» DIRECTIONS:
Search the material below for the string "MaybeTlsStream" and copy each line where it appears.
● ● ●
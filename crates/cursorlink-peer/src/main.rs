//! cursorlink peer entry point.
//!
//! Runs one side of a session against a cursorlink relay.
//!
//! # Modes
//!
//! ```text
//! cursorlink-peer [--server <URL>] display  [--session <TOKEN>] [--role laptop] [--width 800] [--height 600]
//! cursorlink-peer [--server <URL>] touchpad  --session <TOKEN>  [--role mobile] [--sensitivity 2.5]
//! ```
//!
//! - **display** joins as the controller, generates a session token when none
//!   is given, and tracks a virtual cursor from the movement it receives.
//! - **touchpad** joins as the surface and turns commands read from stdin
//!   (`move`, `touch`, `drag`, `release`, `click`, `quit`) into events.
//!
//! # Architecture
//!
//! ```text
//! main()
//!  └─ PeerConnection::connect()   -- WebSocket + background reader
//!  └─ join(role)
//!  └─ event loop
//!       ├─ display:  PeerEvent -> CursorTracker
//!       └─ touchpad: stdin line -> TouchpadCommand -> TouchTracker -> relay
//! ```

use anyhow::Context;
use clap::{Parser, Subcommand};
use tokio::io::{AsyncBufReadExt, BufReader};
use tracing::{info, warn};
use tracing_subscriber::EnvFilter;

use cursorlink_core::{roles, Role, ServerMessage, SessionId};
use cursorlink_peer::application::{
    cursor_tracker::{DEFAULT_SURFACE_HEIGHT, DEFAULT_SURFACE_WIDTH},
    touch_tracker::DEFAULT_SENSITIVITY,
    CommandError, CursorTracker, TouchTracker, TouchpadCommand,
};
use cursorlink_peer::infrastructure::{PeerConnection, PeerError, PeerEvent};

// ── CLI argument definitions ──────────────────────────────────────────────────

#[derive(Debug, Parser)]
#[command(
    name = "cursorlink-peer",
    about = "Drive or display a remote cursor through a cursorlink relay",
    version
)]
struct Cli {
    /// WebSocket URL of the relay.
    #[arg(
        long,
        env = "CURSORLINK_SERVER",
        default_value = "ws://localhost:3001",
        global = true
    )]
    server: String,

    #[command(subcommand)]
    mode: Mode,
}

#[derive(Debug, Subcommand)]
enum Mode {
    /// Show a virtual cursor driven by a touchpad peer.
    Display {
        /// Session token to join; a fresh one is generated when omitted.
        #[arg(long)]
        session: Option<String>,

        #[arg(long, default_value = roles::LAPTOP)]
        role: String,

        /// Surface width in pixels.
        #[arg(long, default_value_t = DEFAULT_SURFACE_WIDTH)]
        width: f64,

        /// Surface height in pixels.
        #[arg(long, default_value_t = DEFAULT_SURFACE_HEIGHT)]
        height: f64,
    },
    /// Send movement and clicks read from stdin.
    Touchpad {
        /// Session token shown by the display peer.
        #[arg(long)]
        session: String,

        #[arg(long, default_value = roles::MOBILE)]
        role: String,

        /// Multiplier applied to `drag` movement.
        #[arg(long, default_value_t = DEFAULT_SENSITIVITY, value_parser = parse_sensitivity)]
        sensitivity: f64,
    },
}

/// Accepts a finite, strictly positive drag multiplier.
fn parse_sensitivity(raw: &str) -> Result<f64, String> {
    let value: f64 = raw.parse().map_err(|e| format!("`{raw}` is not a number: {e}"))?;
    if value.is_finite() && value > 0.0 {
        Ok(value)
    } else {
        Err(format!("`{raw}` must be a finite number greater than zero"))
    }
}

// ── Entry point ───────────────────────────────────────────────────────────────

#[tokio::main]
async fn main() -> anyhow::Result<()> {
    tracing_subscriber::fmt()
        .with_env_filter(
            EnvFilter::try_from_default_env().unwrap_or_else(|_| EnvFilter::new("info")),
        )
        .init();

    let cli = Cli::parse();

    match cli.mode {
        Mode::Display {
            session,
            role,
            width,
            height,
        } => {
            let session_id = session.map(SessionId::new).unwrap_or_else(SessionId::generate);
            run_display(&cli.server, session_id, Role::new(role), CursorTracker::new(width, height))
                .await
        }
        Mode::Touchpad {
            session,
            role,
            sensitivity,
        } => {
            run_touchpad(
                &cli.server,
                SessionId::new(session),
                Role::new(role),
                TouchTracker::new(sensitivity),
            )
            .await
        }
    }
}

// ── Display mode ──────────────────────────────────────────────────────────────

async fn run_display(
    server: &str,
    session_id: SessionId,
    role: Role,
    mut tracker: CursorTracker,
) -> anyhow::Result<()> {
    info!("session: {session_id}");
    info!("pair a touchpad with: cursorlink-peer --server {server} touchpad --session {session_id}");

    let (mut conn, mut events) = PeerConnection::connect(server, session_id).await?;
    info!("joining session {} as {role}", conn.session_id());
    conn.join(role).await?;
    info!("waiting for a touchpad to join");

    loop {
        tokio::select! {
            event = events.recv() => match event {
                Some(PeerEvent::MessageReceived(msg)) => render(&mut tracker, msg),
                Some(PeerEvent::Disconnected) | None => {
                    warn!("relay connection lost");
                    break;
                }
            },
            _ = tokio::signal::ctrl_c() => {
                info!("shutting down");
                break;
            }
        }
    }

    conn.close().await;
    Ok(())
}

fn render(tracker: &mut CursorTracker, msg: ServerMessage) {
    match msg {
        ServerMessage::DeviceConnected { role } => {
            // A newly paired touchpad starts from the centre.
            tracker.reset();
            info!("{role} connected");
        }
        ServerMessage::DeviceDisconnected { role } => info!("{role} disconnected"),
        ServerMessage::CursorMove { dx, dy } => {
            let at = tracker.apply_move(dx, dy);
            info!("cursor ({:.1}, {:.1})", at.x, at.y);
        }
        ServerMessage::CursorClick => {
            let at = tracker.click();
            info!("click #{} at ({:.1}, {:.1})", tracker.click_count(), at.x, at.y);
        }
    }
}

// ── Touchpad mode ─────────────────────────────────────────────────────────────

async fn run_touchpad(
    server: &str,
    session_id: SessionId,
    role: Role,
    mut touch: TouchTracker,
) -> anyhow::Result<()> {
    let (mut conn, mut events) = PeerConnection::connect(server, session_id).await?;
    info!(
        "joining session {} as {role} (drag sensitivity {})",
        conn.session_id(),
        touch.sensitivity()
    );
    conn.join(role).await?;
    info!("commands: move <dx> <dy> | touch <x> <y> | drag <x> <y> | release | click | quit");

    let mut lines = BufReader::new(tokio::io::stdin()).lines();

    loop {
        tokio::select! {
            line = lines.next_line() => {
                let Some(line) = line.context("failed to read stdin")? else {
                    break;
                };
                match line.parse::<TouchpadCommand>() {
                    Ok(TouchpadCommand::Quit) => break,
                    Ok(command) => apply_command(&mut conn, &mut touch, command).await?,
                    Err(CommandError::Empty) => {}
                    Err(e) => warn!("{e}"),
                }
            }
            event = events.recv() => match event {
                Some(PeerEvent::MessageReceived(ServerMessage::DeviceConnected { role })) => {
                    info!("{role} connected");
                }
                Some(PeerEvent::MessageReceived(ServerMessage::DeviceDisconnected { role })) => {
                    info!("{role} disconnected");
                }
                Some(PeerEvent::MessageReceived(other)) => info!("received {}", other.kind()),
                Some(PeerEvent::Disconnected) | None => {
                    warn!("relay connection lost");
                    break;
                }
            },
            _ = tokio::signal::ctrl_c() => {
                info!("shutting down");
                break;
            }
        }
    }

    conn.close().await;
    Ok(())
}

async fn apply_command(
    conn: &mut PeerConnection,
    touch: &mut TouchTracker,
    command: TouchpadCommand,
) -> Result<(), PeerError> {
    match command {
        TouchpadCommand::Move { dx, dy } => match finite_delta(dx, dy) {
            Some((dx, dy)) => conn.send_move(dx, dy).await,
            None => Ok(()),
        },
        TouchpadCommand::Touch { x, y } => {
            touch.touch_start(x, y);
            Ok(())
        }
        TouchpadCommand::Drag { x, y } => {
            match touch.touch_move(x, y).and_then(|(dx, dy)| finite_delta(dx, dy)) {
                Some((dx, dy)) => conn.send_move(dx, dy).await,
                None => Ok(()),
            }
        }
        TouchpadCommand::Release => {
            touch.touch_end();
            Ok(())
        }
        TouchpadCommand::Click => conn.send_click().await,
        TouchpadCommand::Quit => Ok(()),
    }
}

/// Passes a delta through only when both components are finite.
///
/// JSON has no encoding for NaN or infinity; serde_json writes them as
/// `null`, which the relay would reject as a malformed frame.
fn finite_delta(dx: f64, dy: f64) -> Option<(f64, f64)> {
    if dx.is_finite() && dy.is_finite() {
        Some((dx, dy))
    } else {
        warn!("dropping non-finite movement ({dx}, {dy})");
        None
    }
}

// ── Tests ─────────────────────────────────────────────────────────────────────
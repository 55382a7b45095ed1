//! WebSocket connection from a peer to the relay.
//!
//! Architecture:
//! - `PeerConnection` owns the write half of the WebSocket and encodes
//!   outbound [`ClientMessage`]s as JSON text frames.
//! - A background task owns the read half, decodes inbound
//!   [`ServerMessage`]s, and forwards them as [`PeerEvent`]s on an `mpsc`
//!   channel.
//! - Keepalive Pings from the relay are answered by tungstenite while the
//!   read half is being polled.

use cursorlink_core::{
    decode_server_message, encode_client_message, ClientMessage, ProtocolError, Role,
    ServerMessage, SessionId,
};
use futures_util::{
    stream::{SplitSink, SplitStream},
    SinkExt, StreamExt,
};
use thiserror::Error;
use tokio::{net::TcpStream, sync::mpsc, task::JoinHandle};
use tokio_tungstenite::{
    connect_async, tungstenite::Error as WsError, tungstenite::Message as WsMessage,
    MaybeTlsStream, WebSocketStream,
};
use tracing::{debug, info, warn};

/// Capacity of the inbound event channel handed to the caller.
const EVENT_QUEUE: usize = 128;

type WsStream = WebSocketStream<MaybeTlsStream<TcpStream>>;

/// Errors that can occur on the peer's relay connection.
#[derive(Debug, Error)]
pub enum PeerError {
    /// The WebSocket handshake with the relay failed.
    #[error("failed to connect to relay at {url}: {source}")]
    ConnectFailed {
        url: String,
        #[source]
        source: WsError,
    },
    /// Writing a frame to the relay failed.
    #[error("send failed: {0}")]
    Send(#[source] WsError),
    /// An outbound message could not be encoded.
    #[error("protocol error: {0}")]
    Protocol(#[from] ProtocolError),
}

/// Events delivered from the relay to the application layer.
#[derive(Debug, Clone, PartialEq)]
pub enum PeerEvent {
    /// A message forwarded or emitted by the relay.
    MessageReceived(ServerMessage),
    /// The connection ended.  No further events follow.
    Disconnected,
}

/// A live connection to the relay, bound to one session token.
pub struct PeerConnection {
    session_id: SessionId,
    sink: SplitSink<WsStream, WsMessage>,
    reader: JoinHandle<()>,
}

impl PeerConnection {
    /// Opens a WebSocket to `url` and starts the background reader.
    ///
    /// The returned receiver yields every [`PeerEvent`] from the relay and
    /// ends with [`PeerEvent::Disconnected`].  Nothing is sent until
    /// [`join`](Self::join) is called.
    ///
    /// # Errors
    ///
    /// Returns [`PeerError::ConnectFailed`] if the TCP connect or WebSocket
    /// upgrade fails.
    pub async fn connect(
        url: &str,
        session_id: SessionId,
    ) -> Result<(Self, mpsc::Receiver<PeerEvent>), PeerError> {
        let (ws, _response) =
            connect_async(url)
                .await
                .map_err(|source| PeerError::ConnectFailed {
                    url: url.to_string(),
                    source,
                })?;
        info!("connected to relay at {url}");

        let (sink, stream) = ws.split();
        let (tx, rx) = mpsc::channel(EVENT_QUEUE);
        let reader = tokio::spawn(read_loop(stream, tx));

        Ok((
            Self {
                session_id,
                sink,
                reader,
            },
            rx,
        ))
    }

    pub fn session_id(&self) -> &SessionId {
        &self.session_id
    }

    /// Announces this peer's role in the session.
    pub async fn join(&mut self, role: Role) -> Result<(), PeerError> {
        info!("joining session {} as {role}", self.session_id);
        let msg = ClientMessage::Join {
            session_id: self.session_id.clone(),
            role,
        };
        self.send(&msg).await
    }

    pub async fn send_move(&mut self, dx: f64, dy: f64) -> Result<(), PeerError> {
        let msg = ClientMessage::CursorMove {
            session_id: self.session_id.clone(),
            dx,
            dy,
        };
        self.send(&msg).await
    }

    pub async fn send_click(&mut self) -> Result<(), PeerError> {
        let msg = ClientMessage::CursorClick {
            session_id: self.session_id.clone(),
        };
        self.send(&msg).await
    }

    /// Sends a Close frame and stops the reader.
    pub async fn close(mut self) {
        if let Err(e) = self.sink.close().await {
            debug!("close handshake failed: {e}");
        }
    }

    async fn send(&mut self, msg: &ClientMessage) -> Result<(), PeerError> {
        let text = encode_client_message(msg)?;
        debug!("-> {}", msg.kind());
        self.sink
            .send(WsMessage::Text(text))
            .await
            .map_err(PeerError::Send)
    }
}

impl Drop for PeerConnection {
    fn drop(&mut self) {
        self.reader.abort();
    }
}

/// Decodes inbound frames and forwards them on `tx` until the socket ends
/// or the receiver is dropped.
async fn read_loop(mut stream: SplitStream<WsStream>, tx: mpsc::Sender<PeerEvent>) {
    while let Some(frame) = stream.next().await {
        match frame {
            Ok(WsMessage::Text(text)) => match decode_server_message(&text) {
                Ok(msg) => {
                    debug!("<- {}", msg.kind());
                    if tx.send(PeerEvent::MessageReceived(msg)).await.is_err() {
                        return;
                    }
                }
                Err(e) => warn!("ignoring undecodable frame from relay: {e}"),
            },
            Ok(WsMessage::Close(_)) => break,
            // Ping/Pong are handled by tungstenite; binary frames are not part
            // of the protocol.
            Ok(_) => {}
            Err(e) => {
                warn!("relay connection error: {e}");
                break;
            }
        }
    }
    info!("disconnected from relay");
    let _ = tx.send(PeerEvent::Disconnected).await;
}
● ● ●
» YOUR RESPONSE:
    MaybeTlsStream, WebSocketStream,
type WsStream = WebSocketStream<MaybeTlsStream<TcpStream>>;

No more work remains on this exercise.